── Records shown ──

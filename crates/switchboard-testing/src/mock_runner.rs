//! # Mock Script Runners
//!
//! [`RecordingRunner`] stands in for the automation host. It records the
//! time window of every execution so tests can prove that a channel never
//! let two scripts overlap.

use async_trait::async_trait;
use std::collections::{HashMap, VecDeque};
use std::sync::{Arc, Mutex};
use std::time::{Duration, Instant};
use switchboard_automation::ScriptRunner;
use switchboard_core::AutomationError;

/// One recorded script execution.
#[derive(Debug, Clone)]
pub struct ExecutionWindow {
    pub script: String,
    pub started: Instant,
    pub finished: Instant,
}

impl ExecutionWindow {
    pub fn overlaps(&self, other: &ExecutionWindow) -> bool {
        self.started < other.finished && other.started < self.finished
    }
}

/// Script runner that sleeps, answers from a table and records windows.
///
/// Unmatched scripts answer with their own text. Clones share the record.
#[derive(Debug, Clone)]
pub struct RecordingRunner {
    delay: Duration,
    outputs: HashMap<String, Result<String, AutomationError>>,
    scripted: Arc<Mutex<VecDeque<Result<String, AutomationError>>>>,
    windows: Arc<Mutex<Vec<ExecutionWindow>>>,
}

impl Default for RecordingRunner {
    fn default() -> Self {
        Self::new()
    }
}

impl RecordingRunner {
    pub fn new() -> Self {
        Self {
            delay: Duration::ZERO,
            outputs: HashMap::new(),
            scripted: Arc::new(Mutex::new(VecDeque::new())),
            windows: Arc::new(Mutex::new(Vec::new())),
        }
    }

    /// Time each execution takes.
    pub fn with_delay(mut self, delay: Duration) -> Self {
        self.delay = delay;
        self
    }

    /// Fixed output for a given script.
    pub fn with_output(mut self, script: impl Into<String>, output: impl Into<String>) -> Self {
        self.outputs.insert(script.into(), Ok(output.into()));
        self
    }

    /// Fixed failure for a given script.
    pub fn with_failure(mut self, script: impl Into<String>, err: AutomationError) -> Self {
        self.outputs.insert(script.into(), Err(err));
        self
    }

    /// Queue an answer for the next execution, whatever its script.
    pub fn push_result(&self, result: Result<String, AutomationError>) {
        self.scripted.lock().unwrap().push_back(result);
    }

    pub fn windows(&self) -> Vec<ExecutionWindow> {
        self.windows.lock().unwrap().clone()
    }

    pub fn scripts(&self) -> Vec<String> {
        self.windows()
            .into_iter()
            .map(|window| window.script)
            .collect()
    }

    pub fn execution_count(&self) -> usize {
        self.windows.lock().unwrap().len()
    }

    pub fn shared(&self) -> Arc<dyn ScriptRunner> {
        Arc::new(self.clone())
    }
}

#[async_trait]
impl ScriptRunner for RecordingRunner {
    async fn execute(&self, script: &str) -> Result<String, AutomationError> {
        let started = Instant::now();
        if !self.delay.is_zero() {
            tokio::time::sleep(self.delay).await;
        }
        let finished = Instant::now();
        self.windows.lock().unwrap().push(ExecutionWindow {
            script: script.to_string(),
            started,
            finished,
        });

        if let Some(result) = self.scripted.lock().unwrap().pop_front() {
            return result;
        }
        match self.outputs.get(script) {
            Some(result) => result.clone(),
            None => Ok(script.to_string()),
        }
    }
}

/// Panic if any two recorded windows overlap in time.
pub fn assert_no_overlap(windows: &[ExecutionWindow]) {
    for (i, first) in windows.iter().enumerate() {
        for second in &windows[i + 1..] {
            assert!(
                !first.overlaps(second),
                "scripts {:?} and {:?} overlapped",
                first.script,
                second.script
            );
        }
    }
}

───
── Records shown ──

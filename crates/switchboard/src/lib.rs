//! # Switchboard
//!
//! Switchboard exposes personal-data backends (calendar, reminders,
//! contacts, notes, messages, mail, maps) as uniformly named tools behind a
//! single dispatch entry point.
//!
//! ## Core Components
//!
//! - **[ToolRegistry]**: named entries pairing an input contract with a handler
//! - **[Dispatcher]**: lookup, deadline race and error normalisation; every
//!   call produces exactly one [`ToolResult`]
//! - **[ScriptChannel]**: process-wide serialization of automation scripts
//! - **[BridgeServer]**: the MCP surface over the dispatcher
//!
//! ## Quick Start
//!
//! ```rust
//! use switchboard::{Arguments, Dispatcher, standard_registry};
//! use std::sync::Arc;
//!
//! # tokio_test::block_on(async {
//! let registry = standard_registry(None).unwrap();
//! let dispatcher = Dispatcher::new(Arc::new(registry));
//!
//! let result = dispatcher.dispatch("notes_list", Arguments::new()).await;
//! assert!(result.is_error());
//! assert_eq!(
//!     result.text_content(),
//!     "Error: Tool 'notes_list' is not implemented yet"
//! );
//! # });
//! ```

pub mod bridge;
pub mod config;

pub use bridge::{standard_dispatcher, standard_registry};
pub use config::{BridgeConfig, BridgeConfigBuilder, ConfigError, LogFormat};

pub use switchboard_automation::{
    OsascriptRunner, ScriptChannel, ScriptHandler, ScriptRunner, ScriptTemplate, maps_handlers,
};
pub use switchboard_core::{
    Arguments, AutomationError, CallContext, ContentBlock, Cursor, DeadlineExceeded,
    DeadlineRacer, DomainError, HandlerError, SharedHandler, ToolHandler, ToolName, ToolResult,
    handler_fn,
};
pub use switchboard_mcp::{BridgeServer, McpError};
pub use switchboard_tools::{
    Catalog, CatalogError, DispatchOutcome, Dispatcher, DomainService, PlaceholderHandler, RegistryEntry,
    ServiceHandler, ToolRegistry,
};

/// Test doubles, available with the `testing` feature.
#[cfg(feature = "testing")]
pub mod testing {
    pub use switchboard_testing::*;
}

───
── Records shown ──

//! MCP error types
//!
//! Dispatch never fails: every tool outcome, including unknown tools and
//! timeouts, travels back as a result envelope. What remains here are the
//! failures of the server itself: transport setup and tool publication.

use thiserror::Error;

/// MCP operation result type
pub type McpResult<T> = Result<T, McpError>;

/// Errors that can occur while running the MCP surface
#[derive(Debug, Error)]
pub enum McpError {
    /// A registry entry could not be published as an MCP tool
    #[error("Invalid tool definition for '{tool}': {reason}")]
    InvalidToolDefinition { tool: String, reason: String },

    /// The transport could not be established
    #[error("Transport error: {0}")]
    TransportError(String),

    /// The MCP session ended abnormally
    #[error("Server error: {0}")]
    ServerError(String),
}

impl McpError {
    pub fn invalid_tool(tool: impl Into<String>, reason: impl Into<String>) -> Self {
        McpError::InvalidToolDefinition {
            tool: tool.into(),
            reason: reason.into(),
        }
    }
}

───

# Work instructions
Line count for the string "VecDeque": tally the lines of the records above that contain it and give only the result.

# Answer area
3